Data excerpts
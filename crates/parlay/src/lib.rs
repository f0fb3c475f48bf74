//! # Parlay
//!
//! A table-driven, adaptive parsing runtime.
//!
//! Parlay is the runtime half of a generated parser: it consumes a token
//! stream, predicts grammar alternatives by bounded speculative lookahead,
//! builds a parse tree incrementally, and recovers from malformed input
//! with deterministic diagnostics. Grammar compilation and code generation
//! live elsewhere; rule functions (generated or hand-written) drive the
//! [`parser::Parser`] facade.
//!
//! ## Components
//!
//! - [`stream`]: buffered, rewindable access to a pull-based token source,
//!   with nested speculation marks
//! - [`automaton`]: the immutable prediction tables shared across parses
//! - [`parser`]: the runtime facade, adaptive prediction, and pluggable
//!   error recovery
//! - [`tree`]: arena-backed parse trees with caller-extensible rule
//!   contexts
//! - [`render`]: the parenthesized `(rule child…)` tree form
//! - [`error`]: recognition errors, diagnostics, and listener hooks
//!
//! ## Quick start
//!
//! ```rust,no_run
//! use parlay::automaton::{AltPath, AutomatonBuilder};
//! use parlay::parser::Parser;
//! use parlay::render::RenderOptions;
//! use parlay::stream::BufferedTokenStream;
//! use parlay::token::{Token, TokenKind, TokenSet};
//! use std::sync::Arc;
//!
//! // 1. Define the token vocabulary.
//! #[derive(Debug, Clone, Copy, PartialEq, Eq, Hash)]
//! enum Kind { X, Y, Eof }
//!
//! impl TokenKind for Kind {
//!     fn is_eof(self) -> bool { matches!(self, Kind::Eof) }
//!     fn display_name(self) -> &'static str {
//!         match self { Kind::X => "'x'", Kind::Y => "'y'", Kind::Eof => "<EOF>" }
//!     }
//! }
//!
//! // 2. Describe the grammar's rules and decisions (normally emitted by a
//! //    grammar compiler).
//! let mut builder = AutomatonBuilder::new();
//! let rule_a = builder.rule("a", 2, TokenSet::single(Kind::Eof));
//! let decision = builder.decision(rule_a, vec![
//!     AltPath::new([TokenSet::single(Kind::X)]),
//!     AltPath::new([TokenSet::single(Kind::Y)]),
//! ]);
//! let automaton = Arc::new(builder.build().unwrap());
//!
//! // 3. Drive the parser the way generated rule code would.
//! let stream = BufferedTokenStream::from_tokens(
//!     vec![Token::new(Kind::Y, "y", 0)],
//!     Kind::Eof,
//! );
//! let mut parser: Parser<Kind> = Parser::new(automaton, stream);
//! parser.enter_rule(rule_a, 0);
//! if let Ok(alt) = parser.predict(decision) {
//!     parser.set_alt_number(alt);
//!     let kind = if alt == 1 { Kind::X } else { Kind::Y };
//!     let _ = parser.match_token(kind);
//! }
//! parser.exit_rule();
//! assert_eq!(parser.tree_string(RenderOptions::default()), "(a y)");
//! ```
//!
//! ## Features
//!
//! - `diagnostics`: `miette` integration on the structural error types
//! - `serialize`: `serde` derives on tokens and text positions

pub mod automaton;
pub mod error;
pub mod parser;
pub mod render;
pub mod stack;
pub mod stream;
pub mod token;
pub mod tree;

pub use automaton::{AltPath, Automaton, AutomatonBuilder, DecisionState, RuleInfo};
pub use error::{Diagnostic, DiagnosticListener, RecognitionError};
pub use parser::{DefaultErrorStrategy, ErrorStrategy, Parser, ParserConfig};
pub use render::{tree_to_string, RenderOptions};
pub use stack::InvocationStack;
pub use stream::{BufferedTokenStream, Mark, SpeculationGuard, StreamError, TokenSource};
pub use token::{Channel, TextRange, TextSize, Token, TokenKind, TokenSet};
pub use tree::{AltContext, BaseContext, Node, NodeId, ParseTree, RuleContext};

==

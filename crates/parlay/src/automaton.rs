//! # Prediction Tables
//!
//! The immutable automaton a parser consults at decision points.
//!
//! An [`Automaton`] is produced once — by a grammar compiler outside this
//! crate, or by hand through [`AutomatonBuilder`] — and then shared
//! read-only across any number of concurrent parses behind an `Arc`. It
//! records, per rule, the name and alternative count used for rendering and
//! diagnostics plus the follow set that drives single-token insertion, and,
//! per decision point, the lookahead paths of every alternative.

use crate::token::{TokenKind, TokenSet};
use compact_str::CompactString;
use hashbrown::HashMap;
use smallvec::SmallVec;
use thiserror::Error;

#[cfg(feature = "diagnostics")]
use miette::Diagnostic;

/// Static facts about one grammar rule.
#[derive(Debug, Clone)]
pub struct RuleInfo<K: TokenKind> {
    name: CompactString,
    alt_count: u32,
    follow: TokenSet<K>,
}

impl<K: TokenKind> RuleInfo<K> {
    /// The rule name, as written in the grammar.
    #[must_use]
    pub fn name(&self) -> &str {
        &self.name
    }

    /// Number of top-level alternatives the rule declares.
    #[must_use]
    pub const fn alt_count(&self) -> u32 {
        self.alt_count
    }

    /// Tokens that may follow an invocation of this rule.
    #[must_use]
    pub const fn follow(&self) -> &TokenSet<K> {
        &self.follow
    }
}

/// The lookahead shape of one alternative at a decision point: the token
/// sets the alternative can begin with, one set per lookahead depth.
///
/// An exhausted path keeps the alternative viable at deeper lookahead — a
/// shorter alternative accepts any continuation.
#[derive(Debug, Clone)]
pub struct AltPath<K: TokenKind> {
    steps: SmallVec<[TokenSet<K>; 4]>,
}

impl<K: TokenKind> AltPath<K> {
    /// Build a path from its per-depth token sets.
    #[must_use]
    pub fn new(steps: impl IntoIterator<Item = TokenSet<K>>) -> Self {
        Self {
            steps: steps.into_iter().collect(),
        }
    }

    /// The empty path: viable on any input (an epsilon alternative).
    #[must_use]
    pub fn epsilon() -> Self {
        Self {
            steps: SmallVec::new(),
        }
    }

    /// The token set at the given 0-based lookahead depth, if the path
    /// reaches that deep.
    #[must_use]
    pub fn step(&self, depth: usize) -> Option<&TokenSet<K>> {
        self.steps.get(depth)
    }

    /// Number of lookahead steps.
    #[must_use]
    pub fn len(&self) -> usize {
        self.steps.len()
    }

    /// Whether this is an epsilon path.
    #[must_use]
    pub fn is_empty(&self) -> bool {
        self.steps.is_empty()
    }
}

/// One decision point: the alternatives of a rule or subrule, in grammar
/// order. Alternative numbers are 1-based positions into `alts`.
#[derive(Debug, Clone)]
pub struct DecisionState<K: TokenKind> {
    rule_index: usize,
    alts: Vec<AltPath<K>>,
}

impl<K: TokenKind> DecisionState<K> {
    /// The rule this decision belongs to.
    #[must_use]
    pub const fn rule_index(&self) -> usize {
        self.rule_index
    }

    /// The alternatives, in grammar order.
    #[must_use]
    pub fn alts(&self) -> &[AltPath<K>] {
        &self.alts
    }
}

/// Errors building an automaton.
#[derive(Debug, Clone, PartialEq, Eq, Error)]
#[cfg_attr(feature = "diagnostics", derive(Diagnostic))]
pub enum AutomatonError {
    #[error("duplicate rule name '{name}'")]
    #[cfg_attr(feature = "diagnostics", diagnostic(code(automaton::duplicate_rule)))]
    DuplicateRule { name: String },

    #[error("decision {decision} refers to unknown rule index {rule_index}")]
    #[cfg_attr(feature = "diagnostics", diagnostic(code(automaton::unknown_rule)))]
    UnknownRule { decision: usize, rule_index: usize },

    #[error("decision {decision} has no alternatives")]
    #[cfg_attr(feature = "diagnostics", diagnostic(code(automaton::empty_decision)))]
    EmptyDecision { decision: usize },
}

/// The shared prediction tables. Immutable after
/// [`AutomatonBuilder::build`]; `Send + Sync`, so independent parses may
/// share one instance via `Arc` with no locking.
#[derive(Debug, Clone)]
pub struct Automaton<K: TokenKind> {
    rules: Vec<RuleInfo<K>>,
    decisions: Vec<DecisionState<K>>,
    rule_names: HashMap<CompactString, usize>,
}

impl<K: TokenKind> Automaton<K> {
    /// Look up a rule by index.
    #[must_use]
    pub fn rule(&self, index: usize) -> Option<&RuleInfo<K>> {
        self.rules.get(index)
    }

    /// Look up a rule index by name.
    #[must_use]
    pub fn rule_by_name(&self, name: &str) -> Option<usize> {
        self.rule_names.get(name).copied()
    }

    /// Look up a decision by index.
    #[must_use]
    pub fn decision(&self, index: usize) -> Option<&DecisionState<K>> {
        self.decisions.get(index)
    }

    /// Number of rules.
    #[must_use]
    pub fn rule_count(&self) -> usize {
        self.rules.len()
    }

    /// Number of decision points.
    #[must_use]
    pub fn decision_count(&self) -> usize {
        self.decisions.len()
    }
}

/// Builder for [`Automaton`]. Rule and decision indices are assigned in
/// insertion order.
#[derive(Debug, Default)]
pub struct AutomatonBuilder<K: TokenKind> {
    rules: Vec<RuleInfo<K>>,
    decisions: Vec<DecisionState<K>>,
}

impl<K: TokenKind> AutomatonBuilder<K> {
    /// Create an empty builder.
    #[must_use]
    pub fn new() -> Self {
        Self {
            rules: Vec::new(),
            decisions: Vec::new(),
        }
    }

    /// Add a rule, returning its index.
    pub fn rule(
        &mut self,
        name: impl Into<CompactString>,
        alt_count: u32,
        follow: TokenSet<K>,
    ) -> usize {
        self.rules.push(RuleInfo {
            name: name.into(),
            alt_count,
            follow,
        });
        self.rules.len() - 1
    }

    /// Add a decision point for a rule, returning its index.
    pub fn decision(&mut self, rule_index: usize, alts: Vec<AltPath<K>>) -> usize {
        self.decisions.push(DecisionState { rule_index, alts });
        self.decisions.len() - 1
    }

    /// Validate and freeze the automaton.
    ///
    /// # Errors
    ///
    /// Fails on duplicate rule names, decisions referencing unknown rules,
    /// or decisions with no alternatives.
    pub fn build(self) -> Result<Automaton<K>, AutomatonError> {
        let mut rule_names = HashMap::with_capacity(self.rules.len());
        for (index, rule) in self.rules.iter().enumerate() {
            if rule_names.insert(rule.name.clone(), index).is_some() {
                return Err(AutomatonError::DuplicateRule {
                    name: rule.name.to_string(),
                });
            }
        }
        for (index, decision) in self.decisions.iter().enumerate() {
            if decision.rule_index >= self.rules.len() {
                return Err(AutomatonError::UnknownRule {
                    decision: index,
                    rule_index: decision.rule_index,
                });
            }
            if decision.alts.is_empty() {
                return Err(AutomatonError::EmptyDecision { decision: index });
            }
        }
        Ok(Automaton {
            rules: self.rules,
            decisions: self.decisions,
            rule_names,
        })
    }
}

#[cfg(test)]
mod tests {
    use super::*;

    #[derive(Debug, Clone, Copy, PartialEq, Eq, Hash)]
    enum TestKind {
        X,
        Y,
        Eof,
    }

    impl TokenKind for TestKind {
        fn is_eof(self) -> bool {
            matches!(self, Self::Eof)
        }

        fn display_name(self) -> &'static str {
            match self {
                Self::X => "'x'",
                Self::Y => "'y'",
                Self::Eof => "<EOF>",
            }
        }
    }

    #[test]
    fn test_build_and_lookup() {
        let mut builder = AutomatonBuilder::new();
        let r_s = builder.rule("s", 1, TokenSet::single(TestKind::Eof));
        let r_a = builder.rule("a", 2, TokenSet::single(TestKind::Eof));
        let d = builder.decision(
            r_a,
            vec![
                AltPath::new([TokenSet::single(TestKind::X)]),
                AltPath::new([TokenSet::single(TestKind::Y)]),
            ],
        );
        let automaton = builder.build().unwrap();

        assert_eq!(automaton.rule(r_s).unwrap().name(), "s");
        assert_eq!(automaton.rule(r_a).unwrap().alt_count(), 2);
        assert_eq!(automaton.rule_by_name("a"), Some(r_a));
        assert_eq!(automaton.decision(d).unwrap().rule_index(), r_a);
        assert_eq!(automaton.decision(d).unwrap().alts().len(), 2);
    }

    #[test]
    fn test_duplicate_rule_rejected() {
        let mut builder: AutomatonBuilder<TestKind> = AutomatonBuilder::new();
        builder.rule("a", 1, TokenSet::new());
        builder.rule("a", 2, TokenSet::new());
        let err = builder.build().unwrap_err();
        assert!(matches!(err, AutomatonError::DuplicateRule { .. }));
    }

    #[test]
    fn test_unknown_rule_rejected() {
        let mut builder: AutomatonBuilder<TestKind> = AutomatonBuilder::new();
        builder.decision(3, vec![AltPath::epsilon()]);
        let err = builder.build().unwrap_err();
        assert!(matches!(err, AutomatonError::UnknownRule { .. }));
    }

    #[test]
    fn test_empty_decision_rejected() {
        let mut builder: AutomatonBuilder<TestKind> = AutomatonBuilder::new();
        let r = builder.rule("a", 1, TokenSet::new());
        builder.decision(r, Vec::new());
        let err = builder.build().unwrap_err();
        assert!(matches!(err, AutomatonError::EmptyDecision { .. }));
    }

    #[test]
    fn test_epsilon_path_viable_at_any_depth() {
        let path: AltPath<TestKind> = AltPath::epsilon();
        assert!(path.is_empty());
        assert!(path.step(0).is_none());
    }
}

==

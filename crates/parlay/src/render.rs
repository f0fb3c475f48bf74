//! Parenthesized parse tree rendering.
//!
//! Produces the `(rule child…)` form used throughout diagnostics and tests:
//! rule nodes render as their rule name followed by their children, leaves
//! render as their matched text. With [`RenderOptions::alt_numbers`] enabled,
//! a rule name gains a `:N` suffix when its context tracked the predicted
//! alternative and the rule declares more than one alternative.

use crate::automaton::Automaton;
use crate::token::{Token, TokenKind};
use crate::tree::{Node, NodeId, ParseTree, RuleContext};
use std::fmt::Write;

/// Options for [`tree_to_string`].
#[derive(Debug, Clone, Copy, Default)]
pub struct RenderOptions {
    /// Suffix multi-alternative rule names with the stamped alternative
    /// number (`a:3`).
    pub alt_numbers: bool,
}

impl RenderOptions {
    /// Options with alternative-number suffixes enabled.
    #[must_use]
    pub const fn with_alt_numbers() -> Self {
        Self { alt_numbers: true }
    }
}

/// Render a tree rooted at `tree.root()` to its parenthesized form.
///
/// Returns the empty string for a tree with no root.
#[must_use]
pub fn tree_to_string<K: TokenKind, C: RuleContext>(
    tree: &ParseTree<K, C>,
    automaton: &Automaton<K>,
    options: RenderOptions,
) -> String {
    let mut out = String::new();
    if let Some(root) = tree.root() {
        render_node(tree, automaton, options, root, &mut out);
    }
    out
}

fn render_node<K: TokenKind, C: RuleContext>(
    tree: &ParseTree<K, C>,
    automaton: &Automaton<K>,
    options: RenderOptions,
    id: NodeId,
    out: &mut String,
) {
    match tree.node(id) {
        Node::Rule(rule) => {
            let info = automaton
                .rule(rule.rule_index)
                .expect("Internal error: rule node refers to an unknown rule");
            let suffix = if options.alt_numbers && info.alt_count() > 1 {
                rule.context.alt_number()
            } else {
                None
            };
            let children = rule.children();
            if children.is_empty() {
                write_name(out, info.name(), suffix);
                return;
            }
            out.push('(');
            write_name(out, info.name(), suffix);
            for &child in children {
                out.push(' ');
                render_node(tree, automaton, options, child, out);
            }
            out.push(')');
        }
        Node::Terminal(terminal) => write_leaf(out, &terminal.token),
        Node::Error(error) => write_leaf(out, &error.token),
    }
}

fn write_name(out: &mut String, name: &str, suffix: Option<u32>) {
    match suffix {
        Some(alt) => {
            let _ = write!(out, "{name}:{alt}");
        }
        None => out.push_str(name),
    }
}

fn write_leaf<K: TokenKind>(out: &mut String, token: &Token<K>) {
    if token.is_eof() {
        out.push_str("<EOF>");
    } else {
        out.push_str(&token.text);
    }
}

TRY IT
Go line by line through the data, copying each one that contains the word "tests".

EXERCISE ANSWER
mod tests {
//! Produces the `(rule child…)` form used throughout diagnostics and tests:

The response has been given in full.